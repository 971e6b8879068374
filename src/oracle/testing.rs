use std::collections::VecDeque;
use std::sync::Mutex;
use std::time::Duration;

use super::{Counts, Oracle, OracleError};

/// Replays a fixed sequence of target hit counts, padding the remainder of
/// the shots onto a filler pattern. The last entry repeats once exhausted.
pub struct ScriptedOracle {
    hits: Mutex<VecDeque<u64>>,
    last: Mutex<u64>,
    calls: Mutex<u64>,
}

impl ScriptedOracle {
    pub fn new(hits: &[u64]) -> Self {
        Self {
            hits: Mutex::new(hits.iter().copied().collect()),
            last: Mutex::new(hits.last().copied().unwrap_or(0)),
            calls: Mutex::new(0),
        }
    }

    pub fn calls(&self) -> u64 {
        *self.calls.lock().unwrap()
    }
}

impl Oracle for ScriptedOracle {
    fn query(&self, challenge: &str, shots: u32) -> Result<Counts, OracleError> {
        *self.calls.lock().unwrap() += 1;
        let hit = {
            let mut queue = self.hits.lock().unwrap();
            match queue.pop_front() {
                Some(h) => {
                    *self.last.lock().unwrap() = h;
                    h
                }
                None => *self.last.lock().unwrap(),
            }
        };
        let hit = hit.min(u64::from(shots));

        let target: String = challenge.chars().rev().collect();
        let filler: String = target
            .chars()
            .map(|c| if c == '0' { '1' } else { '0' })
            .collect();

        let mut counts = Counts::new();
        if hit > 0 {
            counts.insert(target, hit);
        }
        let rest = u64::from(shots) - hit;
        if rest > 0 {
            counts.insert(filler, rest);
        }
        Ok(counts)
    }
}

/// Always unreachable.
pub struct OfflineOracle;

impl Oracle for OfflineOracle {
    fn query(&self, _challenge: &str, _shots: u32) -> Result<Counts, OracleError> {
        Err(OracleError::Unavailable("backend offline".into()))
    }
}

/// Sleeps before every query, then answers like the wrapped script.
pub struct SlowOracle {
    pub delay: Duration,
    pub inner: ScriptedOracle,
}

impl Oracle for SlowOracle {
    fn query(&self, challenge: &str, shots: u32) -> Result<Counts, OracleError> {
        std::thread::sleep(self.delay);
        self.inner.query(challenge, shots)
    }
}
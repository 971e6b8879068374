use actix_web::{HttpResponse, Responder, post, web};
use log::{info, warn};

use super::models::AppState;

/// Terminate the operator session: stop accepting requests and let the
/// server drain gracefully.
#[post("/shutdown/")]
pub async fn shutdown(state: web::Data<AppState>) -> impl Responder {
    let handle = state.server.lock().expect("mutex poisoned").take();
    match handle {
        Some(handle) => {
            info!("shutdown requested, stopping server");
            actix_web::rt::spawn(async move { handle.stop(true).await });
            HttpResponse::Accepted().body("shutting down")
        }
        None => {
            warn!("shutdown requested but no server handle is registered");
            HttpResponse::Conflict().body("server handle not available")
        }
    }
}
use actix_web::{HttpResponse, Responder, get, web};

use super::models::{AppState, StatsResponse};

#[get("/stats/")]
pub async fn get_stats(state: web::Data<AppState>) -> impl Responder {
    // Short, separate locks
    let height = {
        let bc = state.blockchain.lock().expect("mutex poisoned");
        bc.len()
    };
    let admissions = {
        let stats = state.stats.lock().expect("mutex poisoned");
        stats.clone()
    };

    HttpResponse::Ok().json(StatsResponse {
        height,
        policy: &state.policy,
        admissions,
    })
}
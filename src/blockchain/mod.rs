pub mod admission;
pub mod block;
pub mod model;
pub mod nonce;

pub use admission::{AdmissionPolicy, AdmissionReport};
pub use block::{Block, Transfer};
pub use model::Blockchain;

/// `previous_hash` of the genesis block.
pub const GENESIS_PREVIOUS_HASH: &str = "0";

/// Sender and receiver recorded on the genesis block.
pub const GENESIS_PARTY: &str = "Genesis";

/// Default challenge width in bits.
pub const DEFAULT_NONCE_WIDTH: usize = 12;

/// Default trials per oracle query.
pub const DEFAULT_SHOTS: u32 = 8192;

/// Threshold preset for the simulator backend (percent).
pub const SIMULATOR_THRESHOLD: f64 = 90.0;

/// Threshold preset for the hardware backend (percent).
pub const HARDWARE_THRESHOLD: f64 = 40.0;

/// Default depolarising noise emulating real hardware.
pub const HARDWARE_NOISE: f64 = 0.35;

/// Safety cap on oracle queries per block (0 in config disables it).
pub const DEFAULT_MAX_ITERATIONS: u64 = 1000;
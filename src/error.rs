use thiserror::Error;

/// Failures reported by an oracle backend.
#[derive(Debug, Clone, PartialEq, Error)]
pub enum OracleError {
    /// The backend could not be reached or refused the job.
    #[error("oracle unavailable: {0}")]
    Unavailable(String),

    /// The challenge contains something other than '0'/'1'.
    #[error("invalid challenge {0:?}: expected a bit-string")]
    InvalidChallenge(String),

    /// The challenge is empty or wider than the backend can simulate.
    #[error("unsupported challenge width {width} (max {max})")]
    UnsupportedWidth { width: usize, max: usize },

    /// The simulator could not build its sampling distribution.
    #[error("simulation fault: {0}")]
    Simulation(String),

    /// The returned distribution does not account for every shot.
    #[error("malformed oracle result: expected {expected} shots, got {actual}")]
    MalformedResult { expected: u64, actual: u64 },
}

/// Reasons a block could not be admitted.
#[derive(Debug, Clone, PartialEq, Error)]
pub enum AdmissionError {
    /// The oracle failed on the `iterations`-th query.
    #[error("admission aborted after {iterations} iterations: {source}")]
    OracleUnavailable {
        #[source]
        source: OracleError,
        iterations: u64,
    },

    /// The iteration or wall-clock cap was hit before the threshold was met.
    #[error("admission timed out after {iterations} iterations ({elapsed_ms} ms)")]
    Timeout { iterations: u64, elapsed_ms: u64 },

    #[error("invalid admission policy: {0}")]
    InvalidPolicy(String),
}

impl AdmissionError {
    /// Oracle queries spent before the admission gave up.
    pub fn iterations(&self) -> u64 {
        match self {
            AdmissionError::OracleUnavailable { iterations, .. }
            | AdmissionError::Timeout { iterations, .. } => *iterations,
            AdmissionError::InvalidPolicy(_) => 0,
        }
    }
}

/// Startup configuration problems.
#[derive(Debug, Error)]
pub enum ConfigError {
    #[error("invalid value {value:?} for {key}")]
    InvalidValue { key: &'static str, value: String },

    #[error("unknown backend {0:?} (expected simulator|1|hardware|2)")]
    UnknownBackend(String),

    #[error(transparent)]
    Policy(#[from] AdmissionError),
}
★ ★ ★ ★
**Work request:** Once the line containing "Startup configuration problems." is found, output it and each line after it through the end of the listing above, exactly, with nothing else.

**Solution:**
/// Startup configuration problems.
#[derive(Debug, Error)]
pub enum ConfigError {
    #[error("invalid value {value:?} for {key}")]
    InvalidValue { key: &'static str, value: String },

    #[error("unknown backend {0:?} (expected simulator|1|hardware|2)")]
    UnknownBackend(String),

    #[error(transparent)]
    Policy(#[from] AdmissionError),
}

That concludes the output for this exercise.